Energiespeicher, Heidelberg

  • aufgabe:
  • Neubau eines Energiespeichers in Heidelberg
  • auftraggeber:
  • Stadtwerke Heidelberg Energie GmbH
  • verfahrensart:
  • Wettbewerb 2016, geladen, 3. Preis
  • größe:
  • 900 qm
  • fachplaner:
  • Dr. Kreutz und Partner (Tragwerk)
  • mitarbeit:
  • Ana Junquera
  • visualisierungen:
  • netzwerkarchitekten
  • Die komplexe vernetzte Vielfalt an Infrastruktureinrichtungen gewährleistet das Funktionieren unserer Gesellschaft. Die unsichtbaren Energieflüsse und Versorgungsnetze, die einen wichtigen Teil dieser Infrastruktur darstellen, werden in Form eines vertikalen Erlebnisweges rund um den Energiespeicher materialisiert und sichtbar gemacht.
    Aus der Synthese einer funktionalen Fluchttreppe und eines vertikalen Lehrpfades wird eine erlebnisreiche Treppenkaskade, die zum gestaltprägenden Element wird und vom Platzniveau bis zur Aussichts- und Gastronomiefläche auf über 50m Höhe führt. Spielerisch und filigran umspinnt sie das große Volumen des Speichers und wird so zu einer begehbaren Landmarke, von der aus die umgebenden Landschaften und Stadtviertel und das eindrucksvolle Volumen des Speichers aus unterschiedlichen Perspektiven erlebbar werden.
    Im Eingangsbereich kann der Besucher wählen, ob er den Erlebnisweg um den Speicher herum wählt oder mit einem der Aufzüge direkt nach oben fährt. Der Weg wird durch Informationsstationen inhaltlich aufgeladen, so dass mithilfe von Schautafeln die Thematik des Zukunftsspeichers und der Energiewende erläutert werden kann. Er ist die Fortführung des landschaftlichen Lehrpfades am Fuße des Energiespeichers.
    Die Erschließung des Speichers wird auch während der Dunkelheit zu einem besonderen Erlebnis. Entlang der fußläufigen Wegeführung hinauf zum Dach, begleitet den Besucher ein gleichmäßiger Rhythmus aus zurückhaltenden Lichtlinien mit individuell ansteuerbarer LED-Farblichttechnik. Beim Belaufen des Treppenweges verändert sich durch die Position des Nutzers, gesteuert über Bewegungssensoren, die Lichtfarbe. Hierdurch entsteht durch die Bewegung der Besucher eine kinetische Lichtskulptur. Andere Lichtszenarien könnten z.B. die Temperaturdynamik im Inneren des Behälters dynamisch abbilden.

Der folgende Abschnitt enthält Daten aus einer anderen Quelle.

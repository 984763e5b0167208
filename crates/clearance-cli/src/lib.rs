//! Process wiring shared by the clearance binaries.

use anyhow::{Context, Result};
use clearance_core::LogFormat;
use tracing_subscriber::layer::SubscriberExt;
use tracing_subscriber::util::SubscriberInitExt;
use tracing_subscriber::{fmt, EnvFilter};

/// Filter used when `RUST_LOG` is unset.
pub const DEFAULT_LOG_FILTER: &str = "clearance=info,sqlx=warn";

/// Install the global tracing subscriber.
///
/// `RUST_LOG` overrides [`DEFAULT_LOG_FILTER`]. Fails if a subscriber is already set.
pub fn init_telemetry(format: LogFormat) -> Result<()> {
    let filter = EnvFilter::try_from_default_env().unwrap_or_else(|_| DEFAULT_LOG_FILTER.into());
    let registry = tracing_subscriber::registry().with(filter);

    match format {
        LogFormat::Pretty => registry.with(fmt::layer()).try_init(),
        LogFormat::Json => registry
            .with(fmt::layer().json().with_current_span(true))
            .try_init(),
    }
    .context("Failed to initialize tracing subscriber")
}

/// Resolve once Ctrl+C or SIGTERM is received.
///
/// A signal that cannot be installed is logged and never fires; the other one
/// still triggers shutdown.
pub async fn shutdown_signal() {
    let ctrl_c = async {
        if let Err(e) = tokio::signal::ctrl_c().await {
            tracing::error!(error = %e, "Failed to install Ctrl+C handler");
            std::future::pending::<()>().await;
        }
    };

    #[cfg(unix)]
    let terminate = async {
        match tokio::signal::unix::signal(tokio::signal::unix::SignalKind::terminate()) {
            Ok(mut signal) => {
                signal.recv().await;
            }
            Err(e) => {
                tracing::error!(error = %e, "Failed to install SIGTERM handler");
                std::future::pending::<()>().await;
            }
        }
    };

    #[cfg(not(unix))]
    let terminate = std::future::pending::<()>();

    tokio::select! {
        _ = ctrl_c => tracing::info!("Received Ctrl+C, shutting down"),
        _ = terminate => tracing::info!("Received SIGTERM, shutting down"),
    }
}
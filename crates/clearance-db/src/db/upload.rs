use anyhow::{Context, Result};
use clearance_core::constants::{sanitize_db_text, MAX_SCAN_REPORT_LEN};
use clearance_core::models::{Job, JobPayload, NewUpload, Upload, VirusScanPayload};
use sqlx::{PgPool, Postgres};

use super::job::JobRepository;

#[derive(Clone)]
pub struct UploadRepository {
    pool: PgPool,
    jobs: JobRepository,
}

impl UploadRepository {
    pub fn new(pool: PgPool) -> Self {
        let jobs = JobRepository::new(pool.clone());
        Self { pool, jobs }
    }

    /// Record a fully assembled upload and enqueue its virus scan in one transaction.
    ///
    /// Either both rows exist afterwards or neither does.
    #[tracing::instrument(skip(self, upload), fields(file_id = %upload.file_id))]
    pub async fn register_completed_upload(
        &self,
        upload: &NewUpload,
        max_attempts: i32,
    ) -> Result<(Upload, Job)> {
        let mut tx = self
            .pool
            .begin()
            .await
            .context("Failed to begin transaction for upload registration")?;

        let created: Upload = sqlx::query_as::<Postgres, Upload>(
            r#"
            INSERT INTO uploads (file_id, owner_user_id, original_file_name, object_key)
            VALUES ($1, $2, $3, $4)
            RETURNING *
            "#,
        )
        .bind(&upload.file_id)
        .bind(&upload.owner_user_id)
        .bind(&upload.original_file_name)
        .bind(&upload.object_key)
        .fetch_one(&mut *tx)
        .await
        .map_err(|e| {
            let duplicate =
                matches!(&e, sqlx::Error::Database(db) if db.is_unique_violation());
            if duplicate {
                anyhow::anyhow!(
                    "Upload with file_id {} is already registered",
                    upload.file_id
                )
            } else {
                anyhow::Error::new(e).context("Failed to insert upload")
            }
        })?;

        let payload = serde_json::to_value(VirusScanPayload {
            upload_id: created.upload_id,
        })
        .context("Failed to encode job payload")?;

        let job = self
            .jobs
            .enqueue_in_tx(&mut tx, VirusScanPayload::job_type(), payload, max_attempts)
            .await?;

        tx.commit()
            .await
            .context("Failed to commit upload registration")?;

        tracing::info!(
            upload_id = created.upload_id,
            job_id = job.id,
            object_key = %created.object_key,
            "Upload registered and scan enqueued"
        );

        Ok((created, job))
    }

    #[tracing::instrument(skip(self))]
    pub async fn get(&self, upload_id: i64) -> Result<Option<Upload>> {
        sqlx::query_as::<Postgres, Upload>("SELECT * FROM uploads WHERE upload_id = $1")
            .bind(upload_id)
            .fetch_optional(&self.pool)
            .await
            .context("Failed to fetch upload")
    }

    #[tracing::instrument(skip(self))]
    pub async fn get_by_file_id(&self, file_id: &str) -> Result<Option<Upload>> {
        sqlx::query_as::<Postgres, Upload>("SELECT * FROM uploads WHERE file_id = $1")
            .bind(file_id)
            .fetch_optional(&self.pool)
            .await
            .context("Failed to fetch upload by file_id")
    }

    /// Persist the scan verdict. `virus_detected_at` is set iff `infected`.
    ///
    /// NUL bytes are stripped from the report (Postgres text cannot hold them) and
    /// it is truncated to the column bound.
    #[tracing::instrument(skip(self, report))]
    pub async fn record_scan_result(
        &self,
        upload_id: i64,
        infected: bool,
        report: &str,
    ) -> Result<()> {
        let report = sanitize_db_text(report, MAX_SCAN_REPORT_LEN);
        let result = sqlx::query(
            r#"
            UPDATE uploads
            SET virus_detected_at = CASE WHEN $2 THEN NOW() ELSE NULL END,
                scan_report_raw = $3,
                scanned_at = NOW()
            WHERE upload_id = $1
            "#,
        )
        .bind(upload_id)
        .bind(infected)
        .bind(report)
        .execute(&self.pool)
        .await
        .context("Failed to record scan result")?;

        if result.rows_affected() == 0 {
            return Err(anyhow::anyhow!("Upload {} not found", upload_id));
        }
        Ok(())
    }

    /// Note that the object now exists under its scanned key.
    #[tracing::instrument(skip(self))]
    pub async fn mark_relocation_copied(&self, upload_id: i64) -> Result<()> {
        sqlx::query(
            r#"
            UPDATE uploads
            SET relocation_stage = 'copied'
            WHERE upload_id = $1 AND relocation_stage = 'pending'
            "#,
        )
        .bind(upload_id)
        .execute(&self.pool)
        .await
        .context("Failed to mark relocation as copied")?;
        Ok(())
    }

    /// Point the upload at its scanned key and complete the job, atomically.
    ///
    /// If the job's lease was lost the whole transaction is rolled back and the
    /// upload keeps its previous relocation stage.
    #[tracing::instrument(skip(self))]
    pub async fn finalize_relocation(
        &self,
        upload_id: i64,
        scanned_key: &str,
        job_id: i64,
        worker_id: &str,
    ) -> Result<()> {
        let mut tx = self
            .pool
            .begin()
            .await
            .context("Failed to begin transaction for relocation")?;

        let result = sqlx::query(
            r#"
            UPDATE uploads
            SET object_key = $2,
                relocation_stage = 'completed'
            WHERE upload_id = $1
            "#,
        )
        .bind(upload_id)
        .bind(scanned_key)
        .execute(&mut *tx)
        .await
        .context("Failed to update upload object key")?;

        if result.rows_affected() == 0 {
            tx.rollback().await.ok();
            return Err(anyhow::anyhow!("Upload {} not found", upload_id));
        }

        if let Err(e) = self.jobs.complete_in_tx(&mut tx, job_id, worker_id).await {
            tx.rollback().await.ok();
            return Err(e);
        }

        tx.commit()
            .await
            .context("Failed to commit relocation")?;

        Ok(())
    }
}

    Die Stahlkonstruktion für die Aussichts- und Gastronomieflächen gliedert sich in drei Hauptelemente: Die mit radialen Hauptträgern ausgebildete horizontale Ebene über dem Wärmespeicher, den als Diagonalfachwerk ausgebildeten Stützenkranz zur Aufständerung auf dem Schalenrand des Wärmespeichers und der von der Plattform abgehängte Erlebnisweg.